88% of patients told the poll, which was conducted by English watchdog organisation the Healthcare Commission, that the care they had received in A&E was “excellent,” “very good” or “good.” The survey also showed improvements in communication by A&E staff since the Commission conducted similar polls in 2003 and 2004, with 69% of patients now saying that they “definitely” had sufficient time to discuss the problem compared with 62% in 2003, and 76% saying that they were “definitely” listened to by doctors and nurses, up from 73% in 2003.

In addition, 53% told the survey that a doctor or nurse had discussed completely any anxieties or fears they had about their condition or treatment, an increase from 49% in 2003 and 51% in 2004.

But the findings also highlight some key areas of concern. While 59% of respondents to the survey - of just under 50,000 patients over age 16 who had visited an A&E or emergency department during January-March 2008 - said that the staff "definitely" did everything they could to help control pain, a further 27% said they did "to some extent" and 14% said they did not. This shows some progress since 2003 and 2004, but the Commission says further improvement is needed in this area as a whole.

In addition, many respondents said they did not get enough information when they left A&E. 84% who were prescribed new medication before leaving the emergency department said its purpose was fully explained to them, up from 82% in 2003 and 81% in 2004, but only about a third (37%) said they were given a complete explanation of possible side effects of their medication, up from 35% in 2003 and 36% in 2004.

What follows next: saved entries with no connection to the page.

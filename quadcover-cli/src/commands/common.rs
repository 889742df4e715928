//! Common types and utilities shared across CLI commands.

use chrono::NaiveDate;
use clap::ValueEnum;
use quadcover::catalog::TargetSelector;
use quadcover::download::parse_date;

/// How command results are printed to stdout.
#[derive(Debug, Clone, Copy, ValueEnum, PartialEq, Eq, Default)]
pub enum OutputFormat {
    /// One quadkey per line, with a short summary on stderr
    #[default]
    Text,
    /// A single JSON document
    Json,
}

/// Parse a `YYYY-MM-DD` argument.
pub fn parse_date_arg(text: &str) -> Result<NaiveDate, String> {
    parse_date(text).map_err(|e| e.to_string())
}

/// Parse a `--point` argument: `label=lat,lon` or `lat,lon`.
pub fn parse_point_arg(text: &str) -> Result<TargetSelector, String> {
    match text.parse::<TargetSelector>() {
        Ok(selector @ TargetSelector::Point { .. }) => Ok(selector),
        Ok(_) => Err(format!("'{}' is not a lat,lon point", text)),
        Err(e) => Err(e.to_string()),
    }
}

/// Parse a positive radius in metres.
pub fn parse_radius_arg(text: &str) -> Result<f64, String> {
    let radius: f64 = text
        .parse()
        .map_err(|_| format!("'{}' is not a number", text))?;
    if !radius.is_finite() || radius <= 0.0 {
        return Err(format!("radius must be positive, got {}", radius));
    }
    Ok(radius)
}

#[cfg(test)]
mod tests {
    use super::*;

    #[test]
    fn test_parse_date_arg() {
        assert_eq!(
            parse_date_arg("2021-07-01"),
            Ok(NaiveDate::from_ymd_opt(2021, 7, 1).unwrap())
        );
        assert!(parse_date_arg("07/01/2021").is_err());
    }

    #[test]
    fn test_parse_point_arg() {
        match parse_point_arg("home=43.65,-79.38").unwrap() {
            TargetSelector::Point { label, location } => {
                assert_eq!(label, "home");
                assert!((location.lat() - 43.65).abs() < 1e-12);
            }
            other => panic!("unexpected selector {:?}", other),
        }
        assert!(parse_point_arg("SFO").is_err());
        assert!(parse_point_arg("home=95,0").is_err());
    }

    #[test]
    fn test_parse_radius_arg() {
        assert_eq!(parse_radius_arg("1500"), Ok(1500.0));
        assert!(parse_radius_arg("0").is_err());
        assert!(parse_radius_arg("-3").is_err());
        assert!(parse_radius_arg("far").is_err());
    }
}
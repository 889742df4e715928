//! CLI command implementations.
//!
//! Each subcommand has its own module with argument definitions and handlers.
//!
//! # Command Modules
//!
//! - [`cover`] - Coverage of a single disc
//! - [`init`] - Configuration initialization
//! - [`run`] - Main command (targets, coverage, download)

pub mod common;
pub mod cover;
pub mod init;
pub mod run;
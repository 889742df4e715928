//! INI serialization logic for converting `ConfigFile` → INI string.
//!
//! This module contains the `to_config_string()` function that produces
//! the commented INI representation written to `config.ini`.

use std::path::Path;

use super::parser::TARGET_SEPARATOR;
use super::settings::ConfigFile;

fn path_to_string(path: &Path) -> String {
    path.to_string_lossy().to_string()
}

fn delimiter_to_string(delimiter: char) -> String {
    match delimiter {
        '\t' => "tab".to_string(),
        '|' => "pipe".to_string(),
        c => c.to_string(),
    }
}

/// Convert a `ConfigFile` to a commented INI string for saving.
pub(super) fn to_config_string(config: &ConfigFile) -> String {
    let catalog_path = config
        .catalog
        .path
        .as_ref()
        .map(|p| path_to_string(p))
        .unwrap_or_default();
    let country = config.catalog.country.as_deref().unwrap_or("");
    let kind = config.catalog.kind.as_deref().unwrap_or("");
    let select = config
        .targets
        .selectors
        .iter()
        .map(|s| s.to_string())
        .collect::<Vec<_>>()
        .join(&format!(" {} ", TARGET_SEPARATOR));
    let start = config
        .download
        .start
        .map(|d| d.to_string())
        .unwrap_or_default();
    let end = config
        .download
        .end
        .map(|d| d.to_string())
        .unwrap_or_default();
    let quadkey_list = config
        .output
        .quadkey_list
        .as_ref()
        .map(|p| path_to_string(p))
        .unwrap_or_default();

    format!(
        r#"[coverage]
; Disc radius around each target, in metres (default: 1000)
radius_m = {}
; Zoom level of the coverage set (1-23, default: 18)
fine_zoom = {}
; Zoom level of the download grouping key (1-fine_zoom, default: 7)
coarse_zoom = {}
; Polygon sides per quarter circle when approximating the disc (default: 16)
quadrant_segments = {}

[catalog]
; Delimited file of named locations with latitude/longitude columns
; Leave empty to use coordinate targets only
path = {}
; Field delimiter: a single character, 'tab' or 'pipe'
delimiter = {}
; Keep only records from this country (empty = all)
country = {}
; Keep only records of this type (empty = all)
type = {}

[targets]
; Targets separated by '|':
;   SFO or iata:SFO   - catalogue record by IATA code
;   name:Denver       - first catalogue record whose name contains the text
;   home=47.6,-122.3  - a labelled coordinate
select = {}

[download]
; Download daily activity files after computing coverage
enabled = {}
; Inclusive date range (YYYY-MM-DD)
start = {}
end = {}
bucket = {}
; Placeholders: {{bucket}} {{year}} {{month}} {{day}} {{date}} {{quadkey}}
url_template = {}
; Request timeout in seconds
timeout = {}

[output]
; Root of the downloaded file tree (<directory>/YYYY/MM/DD/<quadkey>.csv)
directory = {}
; Fine quadkey list (empty = <directory>/z<fine_zoom>_quadkeys.txt)
quadkey_list = {}

[logging]
file = {}
"#,
        config.coverage.radius_m,
        config.coverage.fine_zoom,
        config.coverage.coarse_zoom,
        config.coverage.quadrant_segments,
        catalog_path,
        delimiter_to_string(config.catalog.delimiter),
        country,
        kind,
        select,
        config.download.enabled,
        start,
        end,
        config.download.bucket,
        config.download.url_template,
        config.download.timeout_secs,
        path_to_string(&config.output.directory),
        quadkey_list,
        path_to_string(&config.logging.file),
    )
}

#[cfg(test)]
mod tests {
    use super::*;
    use crate::config::parser::parse_ini;
    use ini::Ini;
    use std::path::PathBuf;

    #[test]
    fn test_default_config_reparses_to_itself() {
        let config = ConfigFile::default();
        let text = to_config_string(&config);
        let ini = Ini::load_from_str(&text).unwrap();

        assert_eq!(parse_ini(&ini).unwrap(), config);
    }

    #[test]
    fn test_modified_config_survives_save() {
        let mut config = ConfigFile::default();
        config.coverage.radius_m = 1234.5;
        config.catalog.path = None;
        config.catalog.delimiter = '|';
        config.targets.selectors = vec!["home=47.6,-122.3".parse().unwrap()];
        config.download.enabled = false;
        config.output.quadkey_list = Some(PathBuf::from("/tmp/list.txt"));

        let ini = Ini::load_from_str(&to_config_string(&config)).unwrap();
        assert_eq!(parse_ini(&ini).unwrap(), config);
    }

    #[test]
    fn test_contains_every_section() {
        let text = to_config_string(&ConfigFile::default());
        for section in [
            "[coverage]",
            "[catalog]",
            "[targets]",
            "[download]",
            "[output]",
            "[logging]",
        ] {
            assert!(text.contains(section), "missing {}", section);
        }
    }
}
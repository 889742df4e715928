//! Sequential activity file download.

use std::path::PathBuf;

use serde::Serialize;
use tracing::{debug, info, warn};

use super::dates::DateRange;
use super::http::HttpClient;
use super::records::ActivityTable;
use super::sink::FileSink;
use super::url::{UrlTemplate, DEFAULT_BUCKET};
use super::DownloadError;
use crate::coverage::CoverageSet;

/// Default zoom of the `z{fine}_quadkey` column.
pub const DEFAULT_FINE_ZOOM: u8 = 18;

/// Default zoom of the download grouping key.
pub const DEFAULT_COARSE_ZOOM: u8 = 7;

/// Totals for a finished download batch.
#[derive(Debug, Clone, Default, PartialEq, Eq, Serialize)]
pub struct DownloadReport {
    pub files_written: usize,
    pub rows: usize,
    pub bytes: u64,
    pub paths: Vec<PathBuf>,
    /// Every downloaded row, sorted by day then fine quadkey
    pub combined: Option<ActivityTable>,
    /// Where `combined` was written
    pub combined_path: Option<PathBuf>,
}

/// Fetches one activity file per (coarse quadkey, day) and writes each
/// to a [`FileSink`], then writes all rows merged into one table.
///
/// Requests are issued one at a time. The first failure ends the batch;
/// files written before it stay on disk.
pub struct ActivityDownloader<C: HttpClient> {
    client: C,
    sink: FileSink,
    template: UrlTemplate,
    bucket: String,
    fine_zoom: u8,
    coarse_zoom: u8,
}

impl<C: HttpClient> ActivityDownloader<C> {
    pub fn new(client: C, sink: FileSink) -> Self {
        Self {
            client,
            sink,
            template: UrlTemplate::default(),
            bucket: DEFAULT_BUCKET.to_string(),
            fine_zoom: DEFAULT_FINE_ZOOM,
            coarse_zoom: DEFAULT_COARSE_ZOOM,
        }
    }

    pub fn with_template(mut self, template: UrlTemplate) -> Self {
        self.template = template;
        self
    }

    pub fn with_bucket(mut self, bucket: impl Into<String>) -> Self {
        self.bucket = bucket.into();
        self
    }

    /// Sets the zooms of the derived quadkey columns.
    pub fn with_zooms(mut self, fine: u8, coarse: u8) -> Result<Self, DownloadError> {
        if coarse == 0 || coarse > fine {
            return Err(DownloadError::ZoomOrder { fine, coarse });
        }
        self.fine_zoom = fine;
        self.coarse_zoom = coarse;
        Ok(self)
    }

    pub fn sink(&self) -> &FileSink {
        &self.sink
    }

    /// Downloads every quadkey for every day in `dates`.
    pub fn download_all(
        &self,
        dates: &DateRange,
        quadkeys: &CoverageSet,
    ) -> Result<DownloadReport, DownloadError> {
        self.download_all_with_progress(dates, quadkeys, |_, _| {})
    }

    /// Same as [`download_all`](Self::download_all), calling `progress`
    /// with (completed, total) after each file is written.
    pub fn download_all_with_progress<F>(
        &self,
        dates: &DateRange,
        quadkeys: &CoverageSet,
        mut progress: F,
    ) -> Result<DownloadReport, DownloadError>
    where
        F: FnMut(usize, usize),
    {
        let total = quadkeys.len() * dates.len();
        let mut report = DownloadReport::default();
        let mut combined: Option<ActivityTable> = None;

        info!(
            quadkeys = quadkeys.len(),
            days = dates.len(),
            total,
            start = %dates.start(),
            end = %dates.end(),
            "Starting download"
        );

        for quadkey in quadkeys {
            for date in dates.days() {
                let url = self.template.render(&self.bucket, date, quadkey.as_str());
                debug!(quadkey = %quadkey, %date, url = %url, "Fetching activity file");

                let body = self.client.get(&url).map_err(|e| {
                    warn!(quadkey = %quadkey, %date, error = %e, "Download failed");
                    e
                })?;
                let table = ActivityTable::parse(&body, self.fine_zoom, self.coarse_zoom)?;
                let (path, bytes) = self.sink.write_table(date, quadkey.as_str(), &table)?;

                report.files_written += 1;
                report.rows += table.len();
                report.bytes += bytes;
                report.paths.push(path);

                combined = Some(match combined.take() {
                    Some(mut merged) => {
                        merged.append(table)?;
                        merged
                    }
                    None => table,
                });

                progress(report.files_written, total);
            }
        }

        if let Some(mut merged) = combined {
            merged.sort_by_day_and_quadkey();
            let (path, bytes) = self.sink.write_combined(&merged)?;
            info!(
                rows = merged.len(),
                bytes,
                path = %path.display(),
                "Wrote combined activity table"
            );
            report.combined = Some(merged);
            report.combined_path = Some(path);
        }

        info!(
            files = report.files_written,
            rows = report.rows,
            bytes = report.bytes,
            "Download complete"
        );

        Ok(report)
    }
}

Moreover, almost two thirds (65%) said that a member of staff had told them what danger signals to watch for after they went home, either completely or to some extent. This leaves over a third of people who said they were not told what danger signs to look out for after they have left A&E (35%), the survey reports.

It also showed a decline in the number of patients who felt they were involved as much as they wanted to be in decisions about their care and treatment. Of those who were well enough, 62% said they were definitely involved as much as they wanted to be, down from 64% in 2004 and 63% in 2003. 77% said they were given the right amount of information about their condition or treatment, up from 75% in 2003, while 15% said they did not get enough information and 7% said they were not given any, the same percentages as in 2004.

Commenting on the survey findings, Healthcare Commission chief executive Anna Walker said it was good see that so many patients are so positive about their care, and that these achievements come against a backdrop of significant rises in demand for A&E services. However, she added that patients have also raised important issues, not only about staff helping to control pain and the information they are given on discharge, but also concerning privacy when they book in at reception and access to help when needed.

“This is important feedback that trusts should listen to,” said Ms Walker. “Understanding and responding to experiences of patients is critical in a modern NHS,” she added.

- The Healthcare Commission will be replaced this April by the new Care Quality Commission.